Congresswoman Doris Matsui ignored protesters of the Iraq war Monday, as she dedicated a digital archive developed in memory of her late husband, Robert Matsui, inside the Special Collections and University Archives at Sacramento State.

The archive is a collection of video clips, photographs and speeches that focus on Robert Matsui’s leadership in receiving reparations and redress for Japanese Americans who were interned during World War II.

The archive also has collections from Asian American newspapers that provide additional perspective on the internment as well as diary entries and quotations from those interned at the time.

Anti-war protesters gathered around the dedication holding signs, chanting and even singing at times to Matsui to vote against an increase in federal funding for the Iraq war.

“(Matsui) needs to come out and say that she will vote against George Bush’s request for more funding for Iraq,” said Maggie Coulter, a member of the Sacramento Coalition to End the War and the Sacramento Area Peace Action.

Protesters said if funding for the war stops, the troops would begin coming home.

The Sacramento Coalition to End the War has been writing letters to Matsui and holding sit-ins at her office since Jan. 8.Jeremy McLaughlin served as a hospital foreman in the Navy from March to April of 2003. He was stationed in Nasiriyah, Iraq and said that he has been protesting the war since he returned from it.

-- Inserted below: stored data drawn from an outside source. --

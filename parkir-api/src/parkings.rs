use axum::{
    extract::{Path, Query, State},
    http::StatusCode,
    routing::{get, post, put},
    Extension, Json, Router,
};
use parkir_booking::{PageRequest, ParkingBookings, ParkingSpot};
use parkir_core::{Caller, LedgerError, LotStatus, ParkingDetails, ParkingLot, PerVehicle};
use parkir_inventory::NewParking;
use serde::Deserialize;
use uuid::Uuid;
use crate::{error::AppError, state::AppState};

#[derive(Debug, Deserialize)]
struct SearchParams {
    #[serde(default)]
    query: String,
    lat: Option<f64>,
    lng: Option<f64>,
}

#[derive(Debug, Deserialize)]
struct StatusRequest {
    status: LotStatus,
}

/// Browsing needs no session.
pub fn routes() -> Router<AppState> {
    Router::new()
        .route("/v1/parkings/search", get(search_parking))
        .route("/v1/parkings/{id}", get(get_parking))
}

pub fn protected_routes() -> Router<AppState> {
    Router::new()
        .route("/v1/parkings", post(create_parking))
        .route("/v1/parkings/{id}", put(update_parking))
        .route("/v1/parkings/{id}/capacity", put(set_capacity))
        .route("/v1/parkings/{id}/status", put(set_status))
        .route("/v1/parkings/{id}/bookings", get(parking_bookings))
}

async fn search_parking(
    State(state): State<AppState>,
    Query(params): Query<SearchParams>,
) -> Result<Json<Vec<ParkingSpot>>, AppError> {
    let position = match (params.lat, params.lng) {
        (Some(lat), Some(lng)) => Some((lat, lng)),
        (None, None) => None,
        _ => return Err(LedgerError::Validation("lat and lng must be given together".into()).into()),
    };
    let spots = state.queries.search_parking(&params.query, position).await?;
    Ok(Json(spots))
}

async fn get_parking(State(state): State<AppState>, Path(id): Path<Uuid>) -> Result<Json<ParkingLot>, AppError> {
    Ok(Json(state.queries.get_parking(id).await?))
}

async fn create_parking(
    State(state): State<AppState>,
    Extension(caller): Extension<Caller>,
    Json(req): Json<NewParking>,
) -> Result<(StatusCode, Json<ParkingLot>), AppError> {
    let lot = state.parkings.create_parking(&caller, req).await?;
    Ok((StatusCode::CREATED, Json(lot)))
}

async fn update_parking(
    State(state): State<AppState>,
    Extension(caller): Extension<Caller>,
    Path(id): Path<Uuid>,
    Json(req): Json<ParkingDetails>,
) -> Result<Json<ParkingLot>, AppError> {
    Ok(Json(state.parkings.update_parking(&caller, id, req).await?))
}

async fn set_capacity(
    State(state): State<AppState>,
    Extension(caller): Extension<Caller>,
    Path(id): Path<Uuid>,
    Json(req): Json<PerVehicle<u32>>,
) -> Result<Json<ParkingLot>, AppError> {
    Ok(Json(state.parkings.set_capacity(&caller, id, req).await?))
}

async fn set_status(
    State(state): State<AppState>,
    Extension(caller): Extension<Caller>,
    Path(id): Path<Uuid>,
    Json(req): Json<StatusRequest>,
) -> Result<Json<ParkingLot>, AppError> {
    Ok(Json(state.parkings.set_status(&caller, id, req.status).await?))
}

async fn parking_bookings(
    State(state): State<AppState>,
    Extension(caller): Extension<Caller>,
    Path(id): Path<Uuid>,
    Query(page): Query<PageRequest>,
) -> Result<Json<ParkingBookings>, AppError> {
    Ok(Json(state.queries.parking_bookings(&caller, id, &page).await?))
}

He is a member of Iraq Veterans Against the War.

McLaughlin said that he wanted to give a voice to those serving in Iraq who cannot speak for themselves.

“Our whole unit of 3,000 were sent over without body armor plates,” McLaughlin said. “We were told to wear the vests without the armor so we would look protected, and the vests are very heavy and it may help to explain why some of our first casualties were heat-related.”

Dave Migliore said the protest is just a piece of the larger grassroots movement that is taking place to try to stop funding the war.

“I heard about the protest a week ago on sacpeace.org, and I expect more than 50 protesters to show up today,” he said.Doris Matsui did not acknowledge the protesters during the dedication. Rather, she took the time to celebrate her husband’s legacy and the memories that will be preserved on the website.

Robert Matsui served 13 consecutive terms as a representative for the fifth Congressional District of California from 1978 until his death in 2005.

Work on the archive began shortly after Robert Matsui’s death, and the California State Library as well as the California Civil Liberties Public Education Program provided most of the funding.

Matsui was born in Sacramento in 1941, and his family was moved between several internment camps before returning to Sacramento in May of 1945.

The archive dedication held Monday was the 65th anniversary of President Franklin Delano Roosevelt’s executive order that authorized the removal and internment of 120,000 Japanese-Americans from the west coast states.